M. Uchida, 49 ans, invalide depuis un accident de moto il y a 27 ans, a gravi puis descendu les marches, sur le dos d’un porteur ayant endossé une sorte de combinaison robotique, le robot HAL (Hybrid assistive limb). Placé le long du corps d’une personne, cet « exo-robot » blanc de 25 kilos lui donne des forces surhumaines, lui permettant de porter des charges allant jusqu’à 200 kilos.
Alimentée par une batterie, la structure entoure le dos, suit les jambes et les bras, et est bardée de capteurs détectant le signal d’activation des muscles humains émanant du cerveau. Grâce à des micromoteurs, l’ensemble prend en charge le travail musculaire requis pour porter une masse, marcher ou monter des escaliers.
L’invalide ne peut endosser lui-même le HAL car « il est bloqué au niveau du cou », a expliqué le professeur Yoshiyuki Sankai, qui a développé le robot et compte à terme le commercialiser avec sa firme, Cyberdyne. Le système qui équipe déjà des établissements spécialisés au Japon, a prêté pour l’occasion.
La visite spéciale a démarré sur un Mont désert, à 8h00, avant l’ouverture officielle.
Arrivé au sommet après une lente ascension d’une heure trente, rythmée par quelque pauses, M. Uchida a savouré la vue sur la baie, en riant, « très heureux ».
« Je voudrais que le Mont Saint-Michel reste comme il est et que les handicapés puissent le visiter », a dit celui qui arborait pour l’occasion un tee-shirt portant l’inscription « je n’abandonne jamais ».
L’important, c’est « qu’il puisse regarder le monde à ma hauteur », s’est réjouie son épouse Tomomi Uchida. Le porteur de la montée, en sueur, a assuré pour sa part que tout « allait bien » et qu’il « était très heureux ».
Au retour les commentaires des touristes fusent. « C’est l’homme bionique », « c’est surréaliste », « c’est Robocop », « qu’est-ce que c’est? Un système hydraulique »? D’autres regardent en silence, manifestement interloqués.

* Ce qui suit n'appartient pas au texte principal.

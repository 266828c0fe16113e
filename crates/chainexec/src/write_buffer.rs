//! Per-transaction overlay over a level snapshot.

use std::{collections::BTreeMap, fmt};

use parexec_chain_types::LogEntry;
use parexec_primitives::prelude::*;
use parexec_state::{ExecState, InertOp, StateReader};
use tracing::*;

#[derive(Clone, Debug, Default)]
struct AccountWrites {
    /// Snapshot balance, captured on first balance write.
    orig_balance: Option<U256>,
    balance: Option<U256>,
    nonce: Option<u64>,
    code: Option<Bytes>,
    storage: BTreeMap<StorageKey, StorageValue>,
}

/// Writes of one transaction, detached from the snapshot they were made on.
#[derive(Clone, Debug, Default)]
pub struct PendingWrites {
    accounts: BTreeMap<Address, AccountWrites>,
    logs: Vec<LogEntry>,
    fee: U256,
}

impl PendingWrites {
    /// Applies everything to `dst` and credits the fee to `coinbase`.
    ///
    /// Balances go in as the difference against the snapshot, so that fees
    /// credited to an account by earlier merges of the same level survive.
    /// Everything else is written as is.
    pub fn merge<D: ExecState>(self, dst: &mut D, coinbase: &Address) {
        for (addr, w) in self.accounts {
            if let (Some(orig), Some(cur)) = (w.orig_balance, w.balance) {
                if cur >= orig {
                    dst.add_balance(&addr, cur - orig);
                } else {
                    dst.sub_balance(&addr, orig - cur);
                }
            }
            if let Some(nonce) = w.nonce {
                dst.set_nonce(&addr, nonce);
            }
            if let Some(code) = w.code {
                dst.set_code(&addr, code);
            }
            for (slot, value) in w.storage {
                dst.set_storage(&addr, slot, value);
            }
        }

        for log in self.logs {
            dst.emit_log(log);
        }

        dst.pay_fee(coinbase, self.fee);
    }

    pub fn logs(&self) -> &[LogEntry] {
        &self.logs
    }
}

/// Scratch state of one transaction.  Reads fall through to the snapshot,
/// writes stay here until merged.
pub struct WriteBuffer<S> {
    snapshot: S,
    writes: PendingWrites,
}

impl<S> fmt::Debug for WriteBuffer<S> {
    fn fmt(&self, f: &mut fmt::Formatter<'_>) -> fmt::Result {
        f.debug_struct("WriteBuffer")
            .field("writes", &self.writes)
            .finish_non_exhaustive()
    }
}

impl<S: StateReader> WriteBuffer<S> {
    pub fn new(snapshot: S) -> Self {
        Self {
            snapshot,
            writes: PendingWrites::default(),
        }
    }

    /// Drops the snapshot and keeps the writes.
    pub fn detach(self) -> PendingWrites {
        self.writes
    }

    fn account(&self, addr: &Address) -> Option<&AccountWrites> {
        self.writes.accounts.get(addr)
    }

    fn account_mut(&mut self, addr: &Address) -> &mut AccountWrites {
        self.writes.accounts.entry(*addr).or_default()
    }

    fn set_balance(&mut self, addr: &Address, f: impl FnOnce(U256) -> U256) {
        let orig = self.snapshot.balance(addr);
        let w = self.account_mut(addr);
        let cur = w.balance.unwrap_or(orig);
        w.orig_balance.get_or_insert(orig);
        w.balance = Some(f(cur));
    }
}

impl<S: StateReader> StateReader for WriteBuffer<S> {
    fn balance(&self, addr: &Address) -> U256 {
        match self.account(addr).and_then(|w| w.balance) {
            Some(b) => b,
            None => self.snapshot.balance(addr),
        }
    }

    fn nonce(&self, addr: &Address) -> u64 {
        match self.account(addr).and_then(|w| w.nonce) {
            Some(n) => n,
            None => self.snapshot.nonce(addr),
        }
    }

    fn code(&self, addr: &Address) -> Bytes {
        match self.account(addr).and_then(|w| w.code.clone()) {
            Some(c) => c,
            None => self.snapshot.code(addr),
        }
    }

    fn storage(&self, addr: &Address, slot: &StorageKey) -> StorageValue {
        match self.account(addr).and_then(|w| w.storage.get(slot)) {
            Some(v) => *v,
            None => self.snapshot.storage(addr, slot),
        }
    }
}

impl<S: StateReader> ExecState for WriteBuffer<S> {
    fn committed_storage(&self, addr: &Address, slot: &StorageKey) -> StorageValue {
        self.snapshot.storage(addr, slot)
    }

    fn add_balance(&mut self, addr: &Address, amount: U256) {
        self.set_balance(addr, |b| b.wrapping_add(amount));
    }

    fn sub_balance(&mut self, addr: &Address, amount: U256) {
        self.set_balance(addr, |b| b.wrapping_sub(amount));
    }

    fn set_nonce(&mut self, addr: &Address, nonce: u64) {
        self.account_mut(addr).nonce = Some(nonce);
    }

    fn set_code(&mut self, addr: &Address, code: Bytes) {
        self.account_mut(addr).code = Some(code);
    }

    fn set_storage(&mut self, addr: &Address, slot: StorageKey, value: StorageValue) {
        self.account_mut(addr).storage.insert(slot, value);
    }

    fn emit_log(&mut self, log: LogEntry) {
        self.writes.logs.push(log);
    }

    fn pay_fee(&mut self, _coinbase: &Address, fee: U256) {
        self.writes.fee = self.writes.fee.wrapping_add(fee);
    }

    fn inert(&mut self, op: InertOp) {
        trace!(op = op.name(), "overlay ignoring inert op");
    }
}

M. Uchida, qui est notamment président de l’association de curling pour les personnes handicapées au Japon, ne compte pas en rester là. A son programme : un maximum de visites de sites classés au patrimoine mondial, dont le Macchu Picchu, grâce à des sponsors.
Joyau de l’Occident médiéval, construit sur un îlot rocheux au milieu de grèves immenses soumises au va-et-vient de puissantes marées, entre Normandie et Bretagne, le Mont-Saint-Michel est inscrit au Patrimoine mondial depuis 1979. Le site reçoit plus de 3 millions de visiteurs par an, dont un grand nombre de Japonais.
Pour clore sa visite, M. Uchida a lancé un tonitruant « Merci Mont-Saint-Michel, Banzai ».